I’ve loved drawing since I was a kid, one of my favorite things to do as a child was to raid the office supply room at my dad’s office for different colored pens and papers and then spend hours drawing with them. Before getting into printmaking, I worked as a color specialist in the apparel industry and studied graphic design and both of these areas have influenced my illustration.
How did you learn to letterpress?
I started taking relief printing classes at a community arts center and they had lots of letterpress equipment in their printing department. I was curious about and drawn to the presses so I took a class and learned the basics, but the majority of my learning began after I rescued a rusted Chandler and Price from a barn, cleaned it up, and started printing daily.
What do you like about working in that form?
I like the tactile, handmade quality of letterpress work. I like physically working with the press, getting to know the quirks of a hundred-year-old machine and the adjustments to make to get the results I want—problem solving.

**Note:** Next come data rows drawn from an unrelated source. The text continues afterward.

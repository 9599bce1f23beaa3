// Copyright 2026 Phillip Cloud
// Licensed under the Apache License, Version 2.0

use crate::config::Config;
use anyhow::{Context, Result};
use carely_app::{
    CompletionBackend, CompletionError, PendingReply, SYSTEM_PROMPT, SensorCapability,
    SettingsStore, SimulatedStepSource, StepSource,
};
use carely_db::Store;
use carely_llm::Client;
use carely_tui::{AppRuntime, InternalEvent};
use std::sync::mpsc::Sender;
use std::thread;
use std::time::Duration;

const CHAT_DISABLED: &str = "chat is disabled; set [chat] enabled = true";

pub struct CliRuntime {
    store: Store,
    steps: SimulatedStepSource,
    client: Option<Client>,
    tick_interval: Duration,
}

impl CliRuntime {
    pub fn new(store: Store, client: Option<Client>, tick_interval: Duration) -> Self {
        Self {
            store,
            steps: SimulatedStepSource::new(),
            client,
            tick_interval,
        }
    }
}

impl AppRuntime for CliRuntime {
    fn store(&mut self) -> &mut dyn SettingsStore {
        &mut self.store
    }

    fn step_parts(&mut self) -> (&mut dyn StepSource, &mut dyn SettingsStore) {
        (&mut self.steps, &mut self.store)
    }

    fn sensor_capability(&self) -> SensorCapability {
        self.steps.capability()
    }

    fn tick_interval(&self) -> Duration {
        self.tick_interval
    }

    fn chat_enabled(&self) -> bool {
        self.client.is_some()
    }

    fn chat_configured(&self) -> bool {
        self.client
            .as_ref()
            .is_some_and(|client| client.is_configured())
    }

    fn complete_chat(&self, prompt: &str) -> Result<String, CompletionError> {
        match &self.client {
            Some(client) => client.complete(SYSTEM_PROMPT, prompt),
            None => Err(CompletionError::Transport(CHAT_DISABLED.to_owned())),
        }
    }

    fn spawn_chat_request(
        &mut self,
        pending: PendingReply,
        tx: Sender<InternalEvent>,
    ) -> Result<()> {
        let client = self.client.clone();
        thread::Builder::new()
            .name("carely-chat".to_owned())
            .spawn(move || {
                let result = match client {
                    Some(client) => client.complete(SYSTEM_PROMPT, &pending.prompt),
                    None => Err(CompletionError::Transport(CHAT_DISABLED.to_owned())),
                };
                if tx
                    .send(InternalEvent::ChatReply {
                        request_id: pending.request_id,
                        result,
                    })
                    .is_err()
                {
                    tracing::debug!("ui closed before chat reply was delivered");
                }
            })
            .map(|_| ())
            .context("spawn chat worker thread")
    }
}

/// Builds the chat client from config, or `None` when chat is turned off.
pub fn build_client(config: &Config) -> Result<Option<Client>> {
    if !config.chat_enabled() {
        return Ok(None);
    }
    let client = Client::new(
        config.chat_base_url(),
        config.chat_model(),
        config.chat_timeout()?,
    )?
    .with_api_key(config.chat_api_key())
    .with_sampling(config.chat_max_tokens(), config.chat_temperature())?;
    if !client.has_api_key() {
        tracing::info!("chat enabled without [chat] api_key; sends will ask for a key");
    }
    Ok(Some(client))
}
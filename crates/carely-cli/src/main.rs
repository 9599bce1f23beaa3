// Copyright 2026 Phillip Cloud
// Licensed under the Apache License, Version 2.0

mod config;
mod runtime;

use anyhow::{Context, Result, anyhow};
use carely_app::{AppState, local_now};
use carely_db::Store;
use config::Config;
use runtime::{CliRuntime, build_client};
use std::env;
use std::fs::{self, OpenOptions};
use std::path::{Path, PathBuf};
use std::sync::Mutex;
use tracing_subscriber::EnvFilter;

const LOG_ENV: &str = "CARELY_LOG";
const DEFAULT_LOG_FILTER: &str = "carely=info";
const MEMORY_DB: &str = ":memory:";

fn main() {
    if let Err(error) = run() {
        eprintln!("{error:#}");
        std::process::exit(1);
    }
}

fn run() -> Result<()> {
    let options = parse_cli_args(env::args().skip(1), Config::default_path()?)?;
    if options.show_help {
        print_help();
        return Ok(());
    }

    if options.print_config_path {
        println!("{}", options.config_path.display());
        return Ok(());
    }

    if options.print_example {
        print!("{}", Config::example_config(&options.config_path));
        return Ok(());
    }

    let config = Config::load(&options.config_path).with_context(|| {
        format!(
            "load config {}; run `carely --print-example-config` to generate a template",
            options.config_path.display()
        )
    })?;

    let db_path = if options.demo {
        PathBuf::from(MEMORY_DB)
    } else {
        config.db_path()?
    };
    if options.print_db_path {
        println!("{}", db_path.display());
        return Ok(());
    }

    init_logging(&log_path(&db_path)?)?;
    tracing::info!(db = %db_path.display(), demo = options.demo, "starting carely");

    let mut store = Store::open(&db_path).with_context(|| {
        format!(
            "open database {} -- if this path is wrong, set [storage].db_path or {}",
            db_path.display(),
            carely_db::DB_PATH_ENV
        )
    })?;
    store.bootstrap()?;
    if options.demo {
        store.seed_demo_data(local_now().date())?;
    }

    let client = build_client(&config).with_context(|| {
        format!(
            "invalid [chat] config in {}; fix base_url/model/timeout/max_tokens/temperature",
            options.config_path.display()
        )
    })?;
    let tick_interval = config.tick_interval()?;
    if options.check_only {
        return Ok(());
    }

    let mut state = AppState::default();
    let mut runtime = CliRuntime::new(store, client, tick_interval);
    let result = carely_tui::run_app(&mut state, &mut runtime);
    if let Err(error) = &result {
        tracing::error!("ui exited with error: {error:#}");
    }
    result
}

/// The log file sits next to the database; in-memory runs fall back to the
/// default data directory.
fn log_path(db_path: &Path) -> Result<PathBuf> {
    if db_path == Path::new(MEMORY_DB) {
        return Ok(carely_db::default_db_path()?.with_file_name("carely-demo.log"));
    }
    Ok(db_path.with_extension("log"))
}

fn init_logging(path: &Path) -> Result<()> {
    if let Some(parent) = path.parent()
        && !parent.as_os_str().is_empty()
    {
        fs::create_dir_all(parent)
            .with_context(|| format!("create log directory {}", parent.display()))?;
    }
    let file = OpenOptions::new()
        .create(true)
        .append(true)
        .open(path)
        .with_context(|| format!("open log file {}", path.display()))?;

    let filter = EnvFilter::try_from_env(LOG_ENV)
        .or_else(|_| EnvFilter::try_new(DEFAULT_LOG_FILTER))
        .context("build log filter")?;

    tracing_subscriber::fmt()
        .with_env_filter(filter)
        .with_writer(Mutex::new(file))
        .with_ansi(false)
        .try_init()
        .map_err(|error| anyhow!("install log subscriber: {error}"))
}

#[derive(Debug, Clone, PartialEq, Eq)]
struct CliOptions {
    config_path: PathBuf,
    print_config_path: bool,
    print_db_path: bool,
    demo: bool,
    print_example: bool,
    check_only: bool,
    show_help: bool,
}

fn parse_cli_args<I, S>(args: I, default_config_path: PathBuf) -> Result<CliOptions>
where
    I: IntoIterator<Item = S>,
    S: AsRef<str>,
{
    let mut options = CliOptions {
        config_path: default_config_path,
        print_config_path: false,
        print_db_path: false,
        demo: false,
        print_example: false,
        check_only: false,
        show_help: false,
    };

    let mut iter = args.into_iter();
    while let Some(arg) = iter.next() {
        match arg.as_ref() {
            "--config" => {
                let value = iter
                    .next()
                    .ok_or_else(|| anyhow!("--config requires a file path"))?;
                options.config_path = PathBuf::from(value.as_ref());
            }
            "--print-config-path" => options.print_config_path = true,
            "--print-path" => options.print_db_path = true,
            "--print-example-config" => options.print_example = true,
            "--demo" => options.demo = true,
            "--check" => options.check_only = true,
            "--help" | "-h" => options.show_help = true,
            unknown => {
                return Err(anyhow!(
                    "unknown argument {unknown:?}; run with --help to see supported options"
                ));
            }
        }
    }

    Ok(options)
}

fn print_help() {
    println!("carely: doctor booking, step tracking and a health assistant");
    println!("  --config <path>          Use a specific config path");
    println!("  --print-config-path      Print resolved config path");
    println!("  --print-path             Print resolved database path");
    println!("  --print-example-config   Print a config template");
    println!("  --demo                   Launch with seeded demo data (in-memory)");
    println!("  --check                  Validate config and database, then exit");
    println!("  --help                   Show this help");
    println!();
    println!("Logs go to a .log file next to the database; filter with {LOG_ENV}.");
}

#[cfg(test)]
mod tests {
    use super::{CliOptions, log_path, parse_cli_args};
    use anyhow::Result;
    use std::path::{Path, PathBuf};

    fn default_options_path() -> PathBuf {
        PathBuf::from("/tmp/carely-config.toml")
    }

    #[test]
    fn parse_cli_args_defaults_to_provided_config_path() -> Result<()> {
        let options = parse_cli_args(Vec::<String>::new(), default_options_path())?;
        assert_eq!(
            options,
            CliOptions {
                config_path: default_options_path(),
                print_config_path: false,
                print_db_path: false,
                demo: false,
                print_example: false,
                check_only: false,
                show_help: false,
            }
        );
        Ok(())
    }

    #[test]
    fn parse_cli_args_sets_config_path_override() -> Result<()> {
        let options = parse_cli_args(
            vec!["--config", "/custom/config.toml"],
            default_options_path(),
        )?;
        assert_eq!(options.config_path, PathBuf::from("/custom/config.toml"));
        Ok(())
    }

    #[test]
    fn parse_cli_args_errors_for_missing_config_value() {
        let error = parse_cli_args(vec!["--config"], default_options_path())
            .expect_err("missing config value should fail");
        assert!(error.to_string().contains("--config requires a file path"));
    }

    #[test]
    fn parse_cli_args_errors_for_unknown_argument() {
        let error = parse_cli_args(vec!["--wat"], default_options_path())
            .expect_err("unknown arg should fail");
        let message = error.to_string();
        assert!(message.contains("unknown argument"));
        assert!(message.contains("--help"));
    }

    #[test]
    fn parse_cli_args_sets_flags() -> Result<()> {
        let options = parse_cli_args(
            vec!["--print-config-path", "--print-example-config", "--check", "--demo"],
            default_options_path(),
        )?;
        assert!(options.print_config_path);
        assert!(!options.print_db_path);
        assert!(options.demo);
        assert!(options.print_example);
        assert!(options.check_only);
        assert!(!options.show_help);

        let short = parse_cli_args(vec!["-h"], default_options_path())?;
        assert!(short.show_help);
        Ok(())
    }

    #[test]
    fn log_file_sits_next_to_database() -> Result<()> {
        assert_eq!(
            log_path(Path::new("/data/carely/carely.db"))?,
            PathBuf::from("/data/carely/carely.log")
        );
        Ok(())
    }
}
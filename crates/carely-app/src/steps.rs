// Copyright 2026 Phillip Cloud
// Licensed under the Apache License, Version 2.0

use anyhow::{Context, Result};
use rand::rngs::StdRng;
use rand::{Rng, SeedableRng};
use std::time::{Duration, Instant};
use time::Date;
use time::format_description::FormatItem;
use time::macros::format_description;

use crate::{Changes, SettingKey, SettingsStore, read_json_or, write_json};

pub const DAILY_GOAL: u32 = 10_000;
pub const HISTORY_DAYS: usize = 7;
pub const WEEK_SLOTS: usize = 7;
pub const DEFAULT_TICK_INTERVAL: Duration = Duration::from_secs(2);

const TRACKING_STATUS: &str = "🟢 Tracking active — Keep walking!";
const PAUSED_STATUS: &str = "⏸️ Tracking paused.";
const RESET_STATUS: &str = "🔄 Steps reset to zero.";
const GOAL_STATUS: &str = "🎉 Congratulations! Daily goal achieved!";

const MIN_BAR_HEIGHT: f64 = 20.0;
const MAX_BAR_HEIGHT: f64 = 150.0;

const STORED_DATE_FORMAT: &[FormatItem<'static>] = format_description!("[year]-[month]-[day]");

#[derive(Debug, Clone, Copy, PartialEq, Eq)]
pub enum SensorCapability {
    Available,
    Unavailable,
}

impl SensorCapability {
    pub const fn status_message(self) -> &'static str {
        match self {
            Self::Available => "✅ Step sensor initialized. Ready to track!",
            Self::Unavailable => "⚠️ Step tracking unavailable on this device.",
        }
    }
}

/// Where step increments come from. The tracking loop only schedules; the
/// source decides how many steps each tick contributes.
pub trait StepSource {
    fn capability(&self) -> SensorCapability;
    fn next_increment(&mut self) -> u32;
}

/// Stand-in pedometer yielding 10 to 34 steps per tick.
#[derive(Debug)]
pub struct SimulatedStepSource {
    rng: StdRng,
}

impl SimulatedStepSource {
    pub const MIN_INCREMENT: u32 = 10;
    pub const MAX_INCREMENT: u32 = 34;

    pub fn new() -> Self {
        Self {
            rng: StdRng::from_entropy(),
        }
    }

    pub fn seeded(seed: u64) -> Self {
        Self {
            rng: StdRng::seed_from_u64(seed),
        }
    }
}

impl Default for SimulatedStepSource {
    fn default() -> Self {
        Self::new()
    }
}

impl StepSource for SimulatedStepSource {
    fn capability(&self) -> SensorCapability {
        SensorCapability::Available
    }

    fn next_increment(&mut self) -> u32 {
        self.rng.gen_range(Self::MIN_INCREMENT..=Self::MAX_INCREMENT)
    }
}

#[derive(Debug, Clone, Copy, PartialEq, Eq)]
pub enum StepProperty {
    StepsToday,
    ProgressPercentage,
    CaloriesBurned,
    DistanceKm,
    ActiveMinutes,
    IsTracking,
    StatusMessage,
    WeekData,
}

impl StepProperty {
    const METRICS: [Self; 5] = [
        Self::StepsToday,
        Self::ProgressPercentage,
        Self::CaloriesBurned,
        Self::DistanceKm,
        Self::ActiveMinutes,
    ];
}

#[derive(Debug, Clone, Copy, PartialEq)]
pub struct WeekBar {
    pub steps: u32,
    pub height: f64,
}

impl WeekBar {
    pub fn new(steps: u32) -> Self {
        Self {
            steps,
            height: bar_height(steps),
        }
    }
}

pub fn bar_height(steps: u32) -> f64 {
    (f64::from(steps) / f64::from(DAILY_GOAL) * MAX_BAR_HEIGHT)
        .clamp(MIN_BAR_HEIGHT, MAX_BAR_HEIGHT)
}

pub fn progress_percentage(steps: u32) -> u32 {
    let percent = (f64::from(steps) / f64::from(DAILY_GOAL) * 100.0).round();
    percent.clamp(0.0, 100.0) as u32
}

pub fn calories_burned(steps: u32) -> u32 {
    (f64::from(steps) * 0.04).round() as u32
}

pub fn distance_km(steps: u32) -> String {
    format!("{:.2}", f64::from(steps) * 0.0008)
}

pub fn active_minutes(steps: u32) -> u32 {
    (f64::from(steps) / 100.0).round() as u32
}

#[derive(Debug, Clone, Copy, PartialEq, Eq)]
struct TrackingTimer {
    next_due: Instant,
}

#[derive(Debug)]
pub struct StepModel {
    date: Date,
    steps_today: u32,
    timer: Option<TrackingTimer>,
    tick_interval: Duration,
    status_message: String,
    history: Vec<u32>,
    week: [WeekBar; WEEK_SLOTS],
    changes: Changes<StepProperty>,
}

impl StepModel {
    /// Restores today's count, or rolls the previous day into the week
    /// history when the stored date is not `today`.
    pub fn load<S: SettingsStore + ?Sized>(
        store: &mut S,
        capability: SensorCapability,
        today: Date,
    ) -> Self {
        let stored_date = read_stored_date(store);
        let mut history: Vec<u32> = read_json_or(store, SettingKey::WeekHistory, Vec::new());

        let steps_today = if stored_date == Some(today) {
            read_stored_steps(store)
        } else {
            let stored_steps = read_stored_steps(store);
            let archived = match stored_date {
                Some(previous) => {
                    archive_day(&mut history, previous, today, stored_steps);
                    true
                }
                // Unreadable date: keep the count but there is no gap to pad.
                None if stored_steps > 0 => {
                    history.insert(0, stored_steps);
                    history.truncate(HISTORY_DAYS);
                    true
                }
                None => false,
            };
            if archived
                && let Err(error) = write_json(store, SettingKey::WeekHistory, &history)
            {
                tracing::error!("save week history failed: {error:#}");
            }
            if let Err(error) = save_count(store, today, 0) {
                tracing::error!("reset daily count failed: {error:#}");
            }
            tracing::debug!(%today, archived, "started new step day");
            0
        };

        let mut model = Self {
            date: today,
            steps_today,
            timer: None,
            tick_interval: DEFAULT_TICK_INTERVAL,
            status_message: capability.status_message().to_owned(),
            history,
            week: [WeekBar::new(0); WEEK_SLOTS],
            changes: Changes::default(),
        };
        model.rebuild_week();
        model
    }

    pub fn steps_today(&self) -> u32 {
        self.steps_today
    }

    pub fn daily_goal(&self) -> u32 {
        DAILY_GOAL
    }

    pub fn progress_percentage(&self) -> u32 {
        progress_percentage(self.steps_today)
    }

    pub fn calories_burned(&self) -> u32 {
        calories_burned(self.steps_today)
    }

    pub fn distance_km(&self) -> String {
        distance_km(self.steps_today)
    }

    pub fn active_minutes(&self) -> u32 {
        active_minutes(self.steps_today)
    }

    pub fn is_tracking(&self) -> bool {
        self.timer.is_some()
    }

    pub fn status_message(&self) -> &str {
        &self.status_message
    }

    /// Archived daily totals, most recent first.
    pub fn history(&self) -> &[u32] {
        &self.history
    }

    /// Oldest day first; the last slot is today.
    pub fn week_bars(&self) -> &[WeekBar; WEEK_SLOTS] {
        &self.week
    }

    pub fn tick_interval(&self) -> Duration {
        self.tick_interval
    }

    /// Takes effect the next time tracking starts. Zero is ignored.
    pub fn set_tick_interval(&mut self, interval: Duration) {
        if interval.is_zero() {
            tracing::warn!("ignoring zero step tick interval");
            return;
        }
        self.tick_interval = interval;
    }

    pub fn take_changes(&mut self) -> Vec<StepProperty> {
        self.changes.drain()
    }

    pub fn start_tracking(&mut self, now: Instant) {
        if self.is_tracking() {
            return;
        }
        self.timer = Some(TrackingTimer {
            next_due: now + self.tick_interval,
        });
        self.set_status(TRACKING_STATUS);
        self.changes.notify(StepProperty::IsTracking);
        tracing::debug!(
            interval_ms = self.tick_interval.as_millis() as u64,
            "step tracking started"
        );
    }

    pub fn stop_tracking<S: SettingsStore + ?Sized>(&mut self, store: &mut S) {
        if self.timer.take().is_none() {
            return;
        }
        self.persist(store);
        self.set_status(PAUSED_STATUS);
        self.changes.notify(StepProperty::IsTracking);
        tracing::debug!(steps = self.steps_today, "step tracking stopped");
    }

    pub fn reset_steps<S: SettingsStore + ?Sized>(&mut self, store: &mut S) {
        self.stop_tracking(store);
        self.steps_today = 0;
        self.persist(store);
        self.refresh_today();
        self.set_status(RESET_STATUS);
        self.changes.notify_all(&StepProperty::METRICS);
        self.changes.notify(StepProperty::IsTracking);
    }

    /// Runs one tick if the armed timer is due, then re-arms it. Returns
    /// whether a tick ran.
    pub fn poll<S, P>(&mut self, now: Instant, source: &mut P, store: &mut S) -> bool
    where
        S: SettingsStore + ?Sized,
        P: StepSource + ?Sized,
    {
        let Some(timer) = self.timer.as_mut() else {
            return false;
        };
        if now < timer.next_due {
            return false;
        }
        timer.next_due = now + self.tick_interval;
        self.tick(source, store);
        true
    }

    pub fn time_until_next_tick(&self, now: Instant) -> Option<Duration> {
        self.timer.map(|timer| timer.next_due.saturating_duration_since(now))
    }

    pub fn tick<S, P>(&mut self, source: &mut P, store: &mut S)
    where
        S: SettingsStore + ?Sized,
        P: StepSource + ?Sized,
    {
        let before = self.steps_today;
        self.steps_today = before.saturating_add(source.next_increment());
        self.persist(store);
        self.refresh_today();
        self.changes.notify_all(&StepProperty::METRICS);

        if before < DAILY_GOAL && self.steps_today >= DAILY_GOAL {
            tracing::info!(steps = self.steps_today, "daily step goal reached");
            self.set_status(GOAL_STATUS);
        }
    }

    fn set_status(&mut self, message: &str) {
        self.status_message = message.to_owned();
        self.changes.notify(StepProperty::StatusMessage);
    }

    fn persist<S: SettingsStore + ?Sized>(&self, store: &mut S) {
        if let Err(error) = save_count(store, self.date, self.steps_today) {
            tracing::error!("save steps failed: {error:#}");
        }
    }

    fn refresh_today(&mut self) {
        self.week[WEEK_SLOTS - 1] = WeekBar::new(self.steps_today);
        self.changes.notify(StepProperty::WeekData);
    }

    fn rebuild_week(&mut self) {
        let archived = WEEK_SLOTS - 1;
        for slot in 0..archived {
            let age = archived - 1 - slot;
            let steps = self.history.get(age).copied().unwrap_or(0);
            self.week[slot] = WeekBar::new(steps);
        }
        self.week[archived] = WeekBar::new(self.steps_today);
    }
}

/// Pushes `steps` for `previous` onto the front of `history`, followed by a
/// zero for every day between `previous` and `today`.
fn archive_day(history: &mut Vec<u32>, previous: Date, today: Date, steps: u32) {
    history.insert(0, steps);
    let gap = (today - previous).whole_days() - 1;
    let skipped = usize::try_from(gap).unwrap_or(0).min(HISTORY_DAYS);
    for _ in 0..skipped {
        history.insert(0, 0);
    }
    history.truncate(HISTORY_DAYS);
}

fn read_stored_date<S: SettingsStore + ?Sized>(store: &S) -> Option<Date> {
    let raw = match store.get_string(SettingKey::StepCountDate) {
        Ok(raw) => raw?,
        Err(error) => {
            tracing::error!("read step date failed: {error:#}");
            return None;
        }
    };
    match Date::parse(raw.trim(), STORED_DATE_FORMAT) {
        Ok(date) => Some(date),
        Err(error) => {
            tracing::warn!(value = %raw, "stored step date is not YYYY-MM-DD: {error}");
            None
        }
    }
}

fn read_stored_steps<S: SettingsStore + ?Sized>(store: &S) -> u32 {
    match store.get_number(SettingKey::TodaySteps) {
        Ok(Some(value)) if value.is_finite() && value > 0.0 => value.round() as u32,
        Ok(_) => 0,
        Err(error) => {
            tracing::warn!("stored step count is unreadable: {error:#}");
            0
        }
    }
}

fn save_count<S: SettingsStore + ?Sized>(store: &mut S, date: Date, steps: u32) -> Result<()> {
    let date = date.format(STORED_DATE_FORMAT).context("format step date")?;
    store.set_number(SettingKey::TodaySteps, f64::from(steps))?;
    store.set_string(SettingKey::StepCountDate, &date)
}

How does it influence your work?
Letterpress has completely changed the aesthetic of my illustration. I approach everything I draw as if it were a relief print with big blocks of color. It was such a great medium for me to learn on my artistic journey because it allows me to put my love of color to the forefront of my work. I’ve recently moved and had to sell my presses, so my studio is back to basics—linoleum cutting and pen and paper, but the influence of letterpress is present in all of my work.
Let’s talk Tooth Fairy Box. How did you come up with the idea?
I was shopping with my mom in a Celtic store which had a children’s room full of little fairies hanging from a tree. It was during a time when I was brainstorming ideas for my letterpress collection and my mom suggested I create something from the tooth fairy, which I thought was an excellent idea. So I went back to my studio and started sketching envelope ideas until the design was just right and now that single envelope has grown into such a fun correspondence and keepsake set!
Every family has its own rituals for when kids lose their baby teeth. What was your family’s ritual?
It was pretty simple and traditional in my house. I used to leave the tooth under my pillow in a plastic baggie and the next morning the tooth was replaced with a quarter.
Have people told you any of their own interesting rituals since you created the Tooth Fairy Box?
I was fascinated to find out that in some Spanish and French-speaking countries there’s a tradition of a Tooth Mouse instead. I was in Spain while Tooth Fairy Box was in development and this is where I first learned of “El Ratón de Los Dientes.” I thought my Spanish friends were pulling my leg—I had become so immersed in the Tooth Fairy project that the mental image of a rat really made me giggle.
I’ve heard that children in Eastern countries throw their lost teeth in the air and make a wish. And that South African children leave their teeth in their slippers instead of under their pillow.
What’s the going rate for a lost tooth these days?
I was shocked to learn $3.70…guess it’s been a really long time since I was visited by the tooth fairy!